Among the records, how many lines carry the string "const"? Give that number with nothing added.

——————————

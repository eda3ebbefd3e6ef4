use serde::{Deserialize, Serialize};

use crate::error::EngineError;
use crate::model::roles::{ROLE_ORDER, Role};

const WEIGHT_SUM_TOLERANCE: f64 = 1e-6;

/// Split of the overall score budget. Synergy is applied after matching, its
/// share is the room left for the (already small) pair deltas.
#[derive(Debug, Clone, Copy, PartialEq, Serialize, Deserialize)]
#[serde(default)]
pub struct ScoreWeights {
    pub performance: f64,
    pub preference: f64,
    pub synergy: f64,
}

impl Default for ScoreWeights {
    fn default() -> Self {
        Self {
            performance: 0.60,
            preference: 0.25,
            synergy: 0.15,
        }
    }
}

/// Metric weights inside one role. Farm and vision together form the
/// role-appropriate metric component.
#[derive(Debug, Clone, Copy, PartialEq, Serialize, Deserialize)]
pub struct MetricWeights {
    pub win_rate: f64,
    pub kda: f64,
    pub farm: f64,
    pub vision: f64,
    pub competency: f64,
}

impl MetricWeights {
    pub const fn new(win_rate: f64, kda: f64, farm: f64, vision: f64, competency: f64) -> Self {
        Self {
            win_rate,
            kda,
            farm,
            vision,
            competency,
        }
    }

    pub fn sum(&self) -> f64 {
        self.win_rate + self.kda + self.farm + self.vision + self.competency
    }

    fn values(&self) -> [f64; 5] {
        [
            self.win_rate,
            self.kda,
            self.farm,
            self.vision,
            self.competency,
        ]
    }
}

#[derive(Debug, Clone, Copy, PartialEq, Serialize, Deserialize)]
#[serde(default)]
pub struct RoleWeightTable {
    pub top: MetricWeights,
    pub jungle: MetricWeights,
    pub mid: MetricWeights,
    pub bot: MetricWeights,
    pub support: MetricWeights,
}

impl Default for RoleWeightTable {
    fn default() -> Self {
        Self {
            top: MetricWeights::new(0.35, 0.25, 0.20, 0.05, 0.15),
            jungle: MetricWeights::new(0.35, 0.25, 0.10, 0.15, 0.15),
            mid: MetricWeights::new(0.30, 0.30, 0.20, 0.05, 0.15),
            bot: MetricWeights::new(0.30, 0.25, 0.30, 0.00, 0.15),
            support: MetricWeights::new(0.35, 0.15, 0.00, 0.35, 0.15),
        }
    }
}

impl RoleWeightTable {
    pub fn for_role(&self, role: Role) -> &MetricWeights {
        match role {
            Role::Top => &self.top,
            Role::Jungle => &self.jungle,
            Role::Mid => &self.mid,
            Role::Bot => &self.bot,
            Role::Support => &self.support,
        }
    }
}

/// Metric values at or above the cap earn full credit.
#[derive(Debug, Clone, Copy, PartialEq, Serialize, Deserialize)]
#[serde(default)]
pub struct MetricCaps {
    pub kda: f64,
    pub cs_per_min: f64,
    pub vision_per_min: f64,
}

impl Default for MetricCaps {
    fn default() -> Self {
        Self {
            kda: 3.0,
            cs_per_min: 8.0,
            vision_per_min: 2.0,
        }
    }
}

#[derive(Debug, Clone, Copy, PartialEq, Serialize, Deserialize)]
#[serde(default)]
pub struct SynergyParams {
    pub win_rate_scale: f64,
    pub kda_neutral: f64,
    pub kda_margin: f64,
    pub kda_adjustment: f64,
    pub recent_games_min: u32,
    pub recency_bonus_min: f64,
    pub recency_bonus_step: f64,
    pub recency_bonus_max: f64,
    pub confidence_games: u32,
    pub role_confidence_games: u32,
}

impl Default for SynergyParams {
    fn default() -> Self {
        Self {
            win_rate_scale: 0.4,
            kda_neutral: 2.0,
            kda_margin: 0.5,
            kda_adjustment: 0.05,
            recent_games_min: 3,
            recency_bonus_min: 0.02,
            recency_bonus_step: 0.01,
            recency_bonus_max: 0.05,
            confidence_games: 15,
            role_confidence_games: 10,
        }
    }
}

#[derive(Debug, Clone, Copy, PartialEq, Serialize, Deserialize)]
#[serde(default)]
pub struct SearchParams {
    pub max_alternatives: usize,
    /// Alternatives trailing the best by more than this end the search.
    pub min_score_diff: f64,
    /// Largest pool for which every 5-player roster is tried.
    pub max_exhaustive_pool: usize,
}

impl Default for SearchParams {
    fn default() -> Self {
        Self {
            max_alternatives: 5,
            min_score_diff: 0.1,
            max_exhaustive_pool: 12,
        }
    }
}

#[derive(Debug, Clone, PartialEq, Serialize, Deserialize)]
#[serde(default)]
pub struct EngineConfig {
    pub weights: ScoreWeights,
    pub role_weights: RoleWeightTable,
    pub caps: MetricCaps,
    pub min_role_samples: u32,
    pub competency_full_games: u32,
    pub form_weight: f64,
    pub synergy: SynergyParams,
    pub search: SearchParams,
}

impl Default for EngineConfig {
    fn default() -> Self {
        Self::default_v1()
    }
}

impl EngineConfig {
    pub fn default_v1() -> Self {
        Self {
            weights: ScoreWeights::default(),
            role_weights: RoleWeightTable::default(),
            caps: MetricCaps::default(),
            min_role_samples: 10,
            competency_full_games: 10,
            form_weight: 0.05,
            synergy: SynergyParams::default(),
            search: SearchParams::default(),
        }
    }

    pub fn validate(&self) -> Result<(), EngineError> {
        let w = &self.weights;
        for (name, v) in [
            ("performance", w.performance),
            ("preference", w.preference),
            ("synergy", w.synergy),
        ] {
            if !v.is_finite() || v < 0.0 {
                return Err(EngineError::InvalidConfig(format!(
                    "weight {name} must be finite and non-negative, got {v}"
                )));
            }
        }
        let total = w.performance + w.preference + w.synergy;
        if (total - 1.0).abs() > WEIGHT_SUM_TOLERANCE {
            return Err(EngineError::InvalidConfig(format!(
                "performance + preference + synergy weights must sum to 1, got {total}"
            )));
        }

        for role in ROLE_ORDER {
            let mw = self.role_weights.for_role(role);
            if mw.values().iter().any(|v| !v.is_finite() || *v < 0.0) {
                return Err(EngineError::InvalidConfig(format!(
                    "{role} metric weights must be finite and non-negative"
                )));
            }
            if (mw.sum() - 1.0).abs() > WEIGHT_SUM_TOLERANCE {
                return Err(EngineError::InvalidConfig(format!(
                    "{role} metric weights must sum to 1, got {}",
                    mw.sum()
                )));
            }
        }

        let caps = &self.caps;
        for (name, v) in [
            ("kda", caps.kda),
            ("cs_per_min", caps.cs_per_min),
            ("vision_per_min", caps.vision_per_min),
        ] {
            if !v.is_finite() || v <= 0.0 {
                return Err(EngineError::InvalidConfig(format!(
                    "cap {name} must be positive, got {v}"
                )));
            }
        }

        if self.min_role_samples == 0 {
            return Err(EngineError::InvalidConfig(
                "min_role_samples must be at least 1".to_string(),
            ));
        }
        if self.synergy.confidence_games == 0 || self.synergy.role_confidence_games == 0 {
            return Err(EngineError::InvalidConfig(
                "synergy confidence game counts must be at least 1".to_string(),
            ));
        }
        if !self.search.min_score_diff.is_finite() || self.search.min_score_diff < 0.0 {
            return Err(EngineError::InvalidConfig(format!(
                "min_score_diff must be non-negative, got {}",
                self.search.min_score_diff
            )));
        }
        Ok(())
    }
}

——————————

Answer box
2